PSJC #56 January 29 2010
Robert S. French (SETI Institute)
The Brightening of Saturn's F Ring
A substantial secular increase in the brightness of Saturn's F ring has
occurred in the last 25 years. The ring is
twice as bright in the Cassini data as it was in the Voyager data from
1980 and 1981. This conclusion is based on the
photometric analysis of 3500 Cassini images taken primarily through clear
filters, as compared to a similar analysis of 67
Voyager images by Showalter et al. (Icarus 100, 394-411, 1992). Analysis
of the large number of images enabled us to
average out the intrinsic longitudinal variations in the ring.

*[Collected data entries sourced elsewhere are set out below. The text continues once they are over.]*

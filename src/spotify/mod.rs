//! Spotify Web API client.
//!
//! Thin request/response wrapper around the handful of upstream endpoints
//! the aggregator needs: token exchange and refresh against the accounts
//! service, the paginated saved-tracks library, batched artist lookups, the
//! top-tracks/artists endpoints, and the user profile.
//!
//! The calling contract matters more than the plumbing: the library is
//! paged at a fixed size of 50 until the upstream stops handing out a next
//! page, artist lookups go out in consecutive batches of at most 50 ids,
//! and every call carries its own fixed timeout. There is no retry logic;
//! failures surface immediately to the caller.

mod artists;
mod auth;
mod top;
mod tracks;

use std::{fmt, time::Duration};

use reqwest::Client;

use crate::config;

/// Spotify accounts authorization endpoint.
const SPOTIFY_AUTH_URL: &str = "https://accounts.spotify.com/authorize";

/// Spotify accounts token endpoint.
const SPOTIFY_TOKEN_URL: &str = "https://accounts.spotify.com/api/token";

/// Spotify Web API base URL.
const SPOTIFY_API_URL: &str = "https://api.spotify.com/v1";

/// Timeout for token exchange/refresh and top-item calls.
pub(crate) const TOKEN_TIMEOUT: Duration = Duration::from_secs(15);

/// Timeout for the (potentially large) library and artist fetches.
pub(crate) const FETCH_TIMEOUT: Duration = Duration::from_secs(20);

/// Client for the Spotify Web API and accounts service.
///
/// Base URLs are injectable so tests can point the client at a local mock
/// server; production code uses [`SpotifyClient::from_config`].
#[derive(Clone)]
pub struct SpotifyClient {
    pub(crate) http: Client,
    pub(crate) auth_url: String,
    pub(crate) token_url: String,
    pub(crate) api_url: String,
    pub(crate) client_id: String,
    pub(crate) client_secret: String,
    pub(crate) redirect_uri: String,
}

impl fmt::Debug for SpotifyClient {
    fn fmt(&self, f: &mut fmt::Formatter<'_>) -> fmt::Result {
        f.debug_struct("SpotifyClient")
            .field("api_url", &self.api_url)
            .field("client_id", &self.client_id)
            .field("client_secret", &"[REDACTED]")
            .field("redirect_uri", &self.redirect_uri)
            .finish()
    }
}

impl SpotifyClient {
    /// Creates a client with explicit credentials and base URLs.
    pub fn new(
        client_id: impl Into<String>,
        client_secret: impl Into<String>,
        redirect_uri: impl Into<String>,
        auth_url: impl Into<String>,
        token_url: impl Into<String>,
        api_url: impl Into<String>,
    ) -> Self {
        Self {
            http: Client::new(),
            auth_url: auth_url.into(),
            token_url: token_url.into(),
            api_url: api_url.into(),
            client_id: client_id.into(),
            client_secret: client_secret.into(),
            redirect_uri: redirect_uri.into(),
        }
    }

    /// Creates the production client from the environment configuration.
    ///
    /// # Panics
    ///
    /// Panics if `SPOTIFY_CLIENT_ID` or `SPOTIFY_CLIENT_SECRET` is unset
    /// (checked at startup, see `main`).
    pub fn from_config() -> Self {
        Self::new(
            config::spotify_client_id(),
            config::spotify_client_secret(),
            config::redirect_uri(),
            SPOTIFY_AUTH_URL,
            SPOTIFY_TOKEN_URL,
            SPOTIFY_API_URL,
        )
    }

    pub fn redirect_uri(&self) -> &str {
        &self.redirect_uri
    }
}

The shapes
of the phase curves from Cassini and Voyager are
similar, suggesting that although the number of ring particles has
increased, the overall distribution of sizes is unchanged.
The color of the ring is neutral, and photometric models point to a power
law size distribution with differential slope in the range 3 to 4. Eleven
stellar occultation profiles from Cassini VIMS are consistent with the
above factor-of-two change.
They show consistently higher integrated optical depths than were measured
by Voyager during its single stellar
occultation.The F ring's peculiar dynamics are dominated by perturbations
from Prometheus and Pandora, plus impacts
from smaller clumps orbiting nearby. This work indicates that the amount
of ring dust is highly variable on time scales of at
least years and perhaps decades. This suggests that dust production is
dominated by infrequent, large impacts rather than
by the more frequent, smaller impacts that one might expect. The
population of potential high-speed impactors is
therefore probably very limited. The impact rate is consistent with the
time scale for mutual precession of nearby orbits
relative to the F ring. It implies a "seasonal" aspect to the collisions,
in which they occur whenever a particular clump
rotates into a ring-intersecting orbit.